Wayne County Sheriff Warren Evans today bristled at any suggestion that one of his detectives should have arrested Detroit Mayor Kwame Kilpatrick during last week alleged porch-shoving incident.
His office also announced, meanwhile, that Evans’ daughter has resigned from working for the mayor.
Evans said he would have supported Detective Brian White if he had decided Thursday to arrest the mayor, for whom the sheriff had harsh words.
“I don't know what I would have done, but an arrest would have been in the realm of possibility, for sure,” Evans said. “I've got sense enough not to second-guess a trained police officer's split-second decision.”

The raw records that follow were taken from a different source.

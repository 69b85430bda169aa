//! `SQLite` storage backend.
//!
//! Documents live in a single `local_storage` table keyed by storage key.
//! The connection runs in WAL mode with a busy timeout so a second process
//! reading the same file does not fail outright; concurrent writers remain
//! last-write-wins.

use std::fs;
use std::path::{Path, PathBuf};
use std::sync::Mutex;

use rusqlite::{Connection, OptionalExtension, params};
use tracing::{debug, info};

use super::{KeyValueStore, StorageError};

const SCHEMA: &str = "
    CREATE TABLE IF NOT EXISTS local_storage (
        storage_key TEXT PRIMARY KEY NOT NULL,
        storage_value TEXT NOT NULL,
        updated_at TEXT NOT NULL DEFAULT (datetime('now'))
    );";

/// A [`KeyValueStore`] persisted in an `SQLite` database.
#[derive(Debug)]
pub struct SqliteStore {
    conn: Mutex<Connection>,
    path: Option<PathBuf>,
}

impl SqliteStore {
    /// Open (or create) the database file at `path`.
    ///
    /// Missing parent directories are created.
    ///
    /// # Errors
    ///
    /// Returns an error if the directory cannot be created or the database
    /// cannot be opened and initialized.
    pub fn open(path: impl AsRef<Path>) -> Result<Self, StorageError> {
        let path = path.as_ref();
        if let Some(parent) = path.parent().filter(|p| !p.as_os_str().is_empty()) {
            fs::create_dir_all(parent)?;
        }

        info!(path = %path.display(), "Opening local storage database");
        let conn = Connection::open(path)?;
        conn.execute_batch(
            "PRAGMA journal_mode = WAL;
             PRAGMA busy_timeout = 5000;
             PRAGMA synchronous = NORMAL;",
        )?;
        conn.execute_batch(SCHEMA)?;

        Ok(Self {
            conn: Mutex::new(conn),
            path: Some(path.to_path_buf()),
        })
    }

    /// Open a private in-memory database.
    ///
    /// # Errors
    ///
    /// Returns an error if `SQLite` cannot allocate the database.
    pub fn open_in_memory() -> Result<Self, StorageError> {
        let conn = Connection::open_in_memory()?;
        conn.execute_batch(SCHEMA)?;
        Ok(Self {
            conn: Mutex::new(conn),
            path: None,
        })
    }

    /// Location of the database file, `None` for in-memory databases.
    #[must_use]
    pub fn path(&self) -> Option<&Path> {
        self.path.as_deref()
    }

    /// All stored keys in ascending order.
    ///
    /// # Errors
    ///
    /// Returns an error if the query fails.
    pub fn keys(&self) -> Result<Vec<String>, StorageError> {
        let conn = self.conn.lock().map_err(|_| StorageError::Poisoned)?;
        let mut stmt = conn.prepare("SELECT storage_key FROM local_storage ORDER BY storage_key")?;
        let keys = stmt
            .query_map([], |row| row.get::<_, String>(0))?
            .collect::<Result<Vec<_>, _>>()?;
        Ok(keys)
    }
}

impl KeyValueStore for SqliteStore {
    fn get(&self, key: &str) -> Result<Option<String>, StorageError> {
        let conn = self.conn.lock().map_err(|_| StorageError::Poisoned)?;
        let value = conn
            .query_row(
                "SELECT storage_value FROM local_storage WHERE storage_key = ?1",
                params![key],
                |row| row.get::<_, String>(0),
            )
            .optional()?;
        Ok(value)
    }

    fn set(&self, key: &str, value: &str) -> Result<(), StorageError> {
        let conn = self.conn.lock().map_err(|_| StorageError::Poisoned)?;
        conn.execute(
            "INSERT INTO local_storage (storage_key, storage_value, updated_at)
             VALUES (?1, ?2, datetime('now'))
             ON CONFLICT(storage_key) DO UPDATE SET
                storage_value = excluded.storage_value,
                updated_at = excluded.updated_at",
            params![key, value],
        )?;
        debug!(key, bytes = value.len(), "Stored document");
        Ok(())
    }

    fn remove(&self, key: &str) -> Result<(), StorageError> {
        let conn = self.conn.lock().map_err(|_| StorageError::Poisoned)?;
        conn.execute(
            "DELETE FROM local_storage WHERE storage_key = ?1",
            params![key],
        )?;
        Ok(())
    }
}

#[cfg(test)]
#[allow(clippy::unwrap_used)]
mod tests {
    use super::*;

    #[test]
    fn test_in_memory_has_no_path() {
        let store = SqliteStore::open_in_memory().unwrap();
        assert!(store.path().is_none());
        assert!(store.keys().unwrap().is_empty());
    }

    #[test]
    fn test_upsert_replaces_value() {
        let store = SqliteStore::open_in_memory().unwrap();
        store.set("orders", "[]").unwrap();
        store.set("orders", "[1]").unwrap();
        assert_eq!(store.get("orders").unwrap().as_deref(), Some("[1]"));
        assert_eq!(store.keys().unwrap(), vec!["orders".to_string()]);
    }

    #[test]
    fn test_remove_is_idempotent() {
        let store = SqliteStore::open_in_memory().unwrap();
        store.set("cart", "[]").unwrap();
        store.remove("cart").unwrap();
        store.remove("cart").unwrap();
        assert_eq!(store.get("cart").unwrap(), None);
    }

    #[test]
    fn test_missing_key_is_none() {
        let store = SqliteStore::open_in_memory().unwrap();
        assert_eq!(store.get("customers").unwrap(), None);
    }
}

Evans said White and his partner, JoAnn Kinney, an investigator for the Wayne County prosecutor’s office, appeared credible while testifying about the incident last week.
“From what I've seen, an assault occurred,” Evans said. “What I heard in testimony spoke for itself. What people lose sight of is not the assault or whether there should have been an immediate arrest or not - that's an independent decision made in the field.”
In a separate letter to the editor that Evans sent to the Free Press today, he called Kilpatrick’s behavior during the Thursday’s incident “abominable.”
Also today, Evans’ spokesman John Roach confirmed that Evans’ daughter, Nikki Evans, has resigned from her job working for the mayor.
In a statement, mayoral spokesman James Canning said, "Ms. Evans on Friday resigned from her position with the administration to spend more time with her young family and pursue new opportunities. We wish only the best for Ms. Evans and her family."
White testified during a bond hearing in 36th District Court Friday that Kilpatrick grabbed and threw him into his partner Thursday as he tried to serve a subpoena to Bobby Ferguson, a city contractor and friend of the mayor. A truck from Ferguson’s company was parked the mayor's sister's Detroit house. The subpoena was for Ferguson to appear at a Sept. 22 preliminary examination in the mayor's perjury and conspiracy case.
Ferguson accepted the subpoena today at an undisclosed location, according to Maria Miller, a spokeswoman for the prosecutor’s office.
Evans said White and Kinney did not radio for assistance and he didn’t know about the incident until after it occurred.
“We don't have any policies in the sheriff's department saying you don't arrest the mayor or anyone else,” she said. “To second guess the officer is inappropriate. For someone to make an assumption that the officer is being controlled from above is just ludicrous.”